You are viewing a plain text version of this content. The canonical link for it is here.
Posted to commits@arrow.apache.org by ko...@apache.org on 2022/06/22 23:58:32 UTC

[arrow] branch master updated: ARROW-14518: [Ruby] Add support for Arrow::Array.new([BigDecimal]) (#13377)

This is an automated email from the ASF dual-hosted git repository.

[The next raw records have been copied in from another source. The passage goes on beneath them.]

//! KYC intake: validates uploaded identity documents and opens a submission.

use std::collections::HashSet;
use std::sync::Arc;

use chrono::Utc;
use kyc_common::{
    AppError, AppResult, IdGenerator, KycConfig, StorageBackend, StorageManager,
    generate_storage_key,
};
use kyc_db::{
    entities::{
        KycDocument, KycSubmission, User,
        kyc_document::{self, AvStatus, DocType},
        kyc_submission::{self, SubmissionStatus},
        user::{self, KycStatus},
    },
    repositories::KycSubmissionRepository,
};
use sea_orm::{
    ColumnTrait, DatabaseConnection, EntityTrait, QueryFilter, Set, TransactionTrait,
};

use super::kyc_view::{SubmissionView, UserVerification};
use super::magic::MagicByteValidator;
use super::quarantine::QuarantineManager;
use super::scan_queue::ScanQueueService;

/// Longest original file name kept on the document row.
const MAX_ORIGINAL_NAME_LEN: usize = 255;

/// One uploaded file of a submission.
#[derive(Debug, Clone)]
pub struct UploadedDocument {
    pub doc_type: DocType,
    pub original_name: String,
    pub declared_mime: String,
    pub data: Vec<u8>,
}

/// A document that passed validation.
struct ValidatedDocument {
    upload: UploadedDocument,
    detected_mime: &'static str,
}

/// KYC intake service.
#[derive(Clone)]
pub struct KycIntakeService {
    db: Arc<DatabaseConnection>,
    submission_repo: KycSubmissionRepository,
    storage: Arc<StorageManager>,
    scan_queue: ScanQueueService,
    validator: MagicByteValidator,
    quarantine: QuarantineManager,
    id_gen: IdGenerator,
    config: KycConfig,
}

impl KycIntakeService {
    /// Create a new intake service.
    #[must_use]
    pub fn new(
        db: Arc<DatabaseConnection>,
        storage: Arc<StorageManager>,
        scan_queue: ScanQueueService,
        config: &KycConfig,
    ) -> Self {
        Self {
            submission_repo: KycSubmissionRepository::new(db.clone()),
            db,
            storage,
            scan_queue,
            validator: MagicByteValidator::new(&config.allowed_magic_mimes),
            quarantine: QuarantineManager::new(&config.quarantine_prefix),
            id_gen: IdGenerator::new(),
            config: config.clone(),
        }
    }

    /// Validate and store a new submission for `user_id`.
    ///
    /// Every check runs before anything is written. Files are stored first,
    /// then the submission, its documents and the user's `pending` status
    /// are written in one transaction; stored files are removed again when
    /// that transaction fails. One scan job is queued per document.
    pub async fn submit(
        &self,
        user_id: &str,
        documents: Vec<UploadedDocument>,
    ) -> AppResult<SubmissionView> {
        let documents = self.validate(documents)?;

        if self.submission_repo.find_pending_for_user(user_id).await?.is_some() {
            return Err(AppError::Conflict(
                "A KYC submission is already awaiting review".to_string(),
            ));
        }

        let disk = self.storage.disk(&self.config.disk)?;
        let now = Utc::now();
        let submission_id = self.id_gen.generate();

        let mut stored: Vec<kyc_document::Model> = Vec::with_capacity(documents.len());
        for document in documents {
            let path = generate_storage_key(
                user_id,
                &submission_id,
                document.upload.doc_type.as_str(),
                extension_for(document.detected_mime),
            );

            if let Err(e) = disk.put(&path, &document.upload.data).await {
                remove_stored(disk.as_ref(), &stored).await;
                return Err(e);
            }

            stored.push(kyc_document::Model {
                id: self.id_gen.generate(),
                submission_id: submission_id.clone(),
                user_id: user_id.to_string(),
                doc_type: document.upload.doc_type,
                original_name: document.upload.original_name,
                declared_mime: document.upload.declared_mime,
                detected_mime: document.detected_mime.to_string(),
                size: document.upload.data.len() as i64,
                disk: self.config.disk.clone(),
                path,
                av_status: AvStatus::Pending,
                av_scanned_at: None,
                av_message: None,
                created_at: now.into(),
            });
        }

        let submission = kyc_submission::Model {
            id: submission_id,
            user_id: user_id.to_string(),
            status: SubmissionStatus::Pending,
            submitted_at: now.into(),
            reviewed_at: None,
            reviewer_id: None,
            reviewer_note: None,
            purge_after: None,
        };

        if let Err(e) = self.persist(&submission, &stored).await {
            remove_stored(disk.as_ref(), &stored).await;
            return Err(e);
        }

        tracing::info!(
            target: "kyc::audit",
            submission_id = %submission.id,
            user_id = %user_id,
            documents = stored.len(),
            "KYC submission received"
        );

        for document in &stored {
            if let Err(e) = self.scan_queue.enqueue(&document.id).await {
                // The stale scan report picks these up for requeueing.
                tracing::error!(
                    document_id = %document.id,
                    submission_id = %submission.id,
                    error = %e,
                    "Failed to enqueue antivirus scan"
                );
            }
        }

        let owner = UserVerification {
            id: user_id.to_string(),
            kyc_status: KycStatus::Pending,
            kyc_verified_at: None,
        };

        Ok(SubmissionView::new(
            submission,
            stored,
            Some(owner),
            &self.quarantine,
        ))
    }

    fn validate(&self, documents: Vec<UploadedDocument>) -> AppResult<Vec<ValidatedDocument>> {
        let mut seen = HashSet::new();
        for document in &documents {
            if !seen.insert(document.doc_type) {
                return Err(AppError::invalid_field(
                    field_name(document.doc_type),
                    "only one document of each type is accepted",
                ));
            }
        }

        if let Some(missing) = DocType::REQUIRED.into_iter().find(|t| !seen.contains(t)) {
            return Err(AppError::invalid_field(field_name(missing), "document is required"));
        }

        let max_size = self.config.max_file_size_bytes();
        let mut validated = Vec::with_capacity(documents.len());
        for mut upload in documents {
            let field = field_name(upload.doc_type);

            if upload.data.is_empty() {
                return Err(AppError::invalid_field(field, "file is empty"));
            }
            if upload.data.len() as u64 > max_size {
                return Err(AppError::invalid_field(
                    field,
                    format!("file exceeds {} KiB", self.config.max_file_size_kb),
                ));
            }

            upload.original_name = sanitize_name(&upload.original_name);
            let detected_mime = self.validator.validate(
                &field,
                &upload.data,
                &upload.original_name,
                &upload.declared_mime,
            )?;

            validated.push(ValidatedDocument {
                upload,
                detected_mime,
            });
        }

        Ok(validated)
    }

    async fn persist(
        &self,
        submission: &kyc_submission::Model,
        documents: &[kyc_document::Model],
    ) -> AppResult<()> {
        let txn = self
            .db
            .begin()
            .await
            .map_err(|e| AppError::Database(e.to_string()))?;

        // Guards against a concurrent intake for the same user.
        let updated = User::update_many()
            .set(user::ActiveModel {
                kyc_status: Set(KycStatus::Pending),
                kyc_verified_at: Set(None),
                updated_at: Set(Some(submission.submitted_at)),
                ..Default::default()
            })
            .filter(user::Column::Id.eq(submission.user_id.as_str()))
            .filter(user::Column::KycStatus.ne(KycStatus::Pending))
            .exec(&txn)
            .await
            .map_err(|e| AppError::Database(e.to_string()))?;

        if updated.rows_affected == 0 {
            txn.rollback()
                .await
                .map_err(|e| AppError::Database(e.to_string()))?;
            return Err(AppError::Conflict(
                "Identity verification is already pending for this user".to_string(),
            ));
        }

        KycSubmission::insert(kyc_submission::ActiveModel::from(submission.clone()))
            .exec_without_returning(&txn)
            .await
            .map_err(|e| AppError::Database(e.to_string()))?;

        KycDocument::insert_many(
            documents
                .iter()
                .cloned()
                .map(kyc_document::ActiveModel::from),
        )
        .exec_without_returning(&txn)
        .await
        .map_err(|e| AppError::Database(e.to_string()))?;

        txn.commit()
            .await
            .map_err(|e| AppError::Database(e.to_string()))
    }
}
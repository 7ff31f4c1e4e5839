//! Job definitions.

#![allow(missing_docs)]

mod av_scan;

pub use av_scan::AvScanJob;
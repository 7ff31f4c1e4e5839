//! User repository.

use std::sync::Arc;

use crate::entities::{User, user};
use kyc_common::{AppError, AppResult};
use sea_orm::{ActiveModelTrait, ColumnTrait, DatabaseConnection, EntityTrait, QueryFilter};

/// User repository for database operations.
#[derive(Clone)]
pub struct UserRepository {
    db: Arc<DatabaseConnection>,
}

impl UserRepository {
    /// Create a new user repository.
    #[must_use]
    pub const fn new(db: Arc<DatabaseConnection>) -> Self {
        Self { db }
    }

    /// Find a user by ID.
    pub async fn find_by_id(&self, id: &str) -> AppResult<Option<user::Model>> {
        User::find_by_id(id)
            .one(self.db.as_ref())
            .await
            .map_err(|e| AppError::Database(e.to_string()))
    }

    /// Find a user by ID, returning an error if not found.
    pub async fn get_by_id(&self, id: &str) -> AppResult<user::Model> {
        self.find_by_id(id)
            .await?
            .ok_or_else(|| AppError::NotFound(format!("User {id}")))
    }

    /// Find users by IDs.
    pub async fn find_by_ids(&self, ids: &[String]) -> AppResult<Vec<user::Model>> {
        if ids.is_empty() {
            return Ok(vec![]);
        }

        User::find()
            .filter(user::Column::Id.is_in(ids.to_vec()))
            .all(self.db.as_ref())
            .await
            .map_err(|e| AppError::Database(e.to_string()))
    }

    /// Find a user by token.
    pub async fn find_by_token(&self, token: &str) -> AppResult<Option<user::Model>> {
        User::find()
            .filter(user::Column::Token.eq(token))
            .one(self.db.as_ref())
            .await
            .map_err(|e| AppError::Database(e.to_string()))
    }

    /// Create a new user.
    pub async fn create(&self, model: user::ActiveModel) -> AppResult<user::Model> {
        model
            .insert(self.db.as_ref())
            .await
            .map_err(|e| AppError::Database(e.to_string()))
    }
}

kou pushed a commit to branch master
in repository https://gitbox.apache.org/repos/asf/arrow.git


The following commit(s) were added to refs/heads/master by this push:
     new 6fd4d3423e ARROW-14518: [Ruby] Add support for Arrow::Array.new([BigDecimal]) (#13377)
6fd4d3423e is described below

commit 6fd4d3423e3f0d597fac547ee74f4ccba2812c8a
Author: Sutou Kouhei <ko...@clear-code.com>
AuthorDate: Thu Jun 23 08:58:26 2022 +0900

    ARROW-14518: [Ruby] Add support for Arrow::Array.new([BigDecimal]) (#13377)
    
    This requires bigdecimal 3.1.0 or later for BigDecimal#scale.
    
    Arrow::Array.new([BigDecimal]) detects the max precision and scale
    from BigDecimals and creates suitable Arrow::Decimal{128,256}DataType
    automatically.
    
    This also truncates given BigDecimal when the specified
    Arrow::Decimal{128,256}DataType doesn't have enough and scale. This
    still doesn't check precision. If an user specifies data that have too
    much precision, the data are used as-is.
    
    Authored-by: Sutou Kouhei <ko...@clear-code.com>
    Signed-off-by: Sutou Kouhei <ko...@clear-code.com>
---
 ruby/red-arrow/lib/arrow/array-builder.rb          | 46 +++++++++++++---
 .../lib/arrow/decimal128-array-builder.rb          | 22 +++++---
 ruby/red-arrow/lib/arrow/decimal128.rb             | 14 +++++
 .../lib/arrow/decimal256-array-builder.rb          | 22 +++++---
 ruby/red-arrow/lib/arrow/decimal256.rb             | 14 +++++
 ruby/red-arrow/lib/arrow/loader.rb                 |  1 +
 .../arrow/string-array-builder.rb}                 | 27 ++++------
 ruby/red-arrow/red-arrow.gemspec                   |  2 +-
 ruby/red-arrow/test/test-array-builder.rb          | 62 ++++++++++++++++++++++
 .../test/test-decimal128-array-builder.rb          | 14 +++++
 ruby/red-arrow/test/test-decimal128-array.rb       |  4 ++
 ruby/red-arrow/test/test-decimal128.rb             | 28 +++++++++-
 .../test/test-decimal256-array-builder.rb          | 14 +++++
 ruby/red-arrow/test/test-decimal256-array.rb       |  4 ++
 ruby/red-arrow/test/test-decimal256.rb             | 28 +++++++++-
 15 files changed, 262 insertions(+), 40 deletions(-)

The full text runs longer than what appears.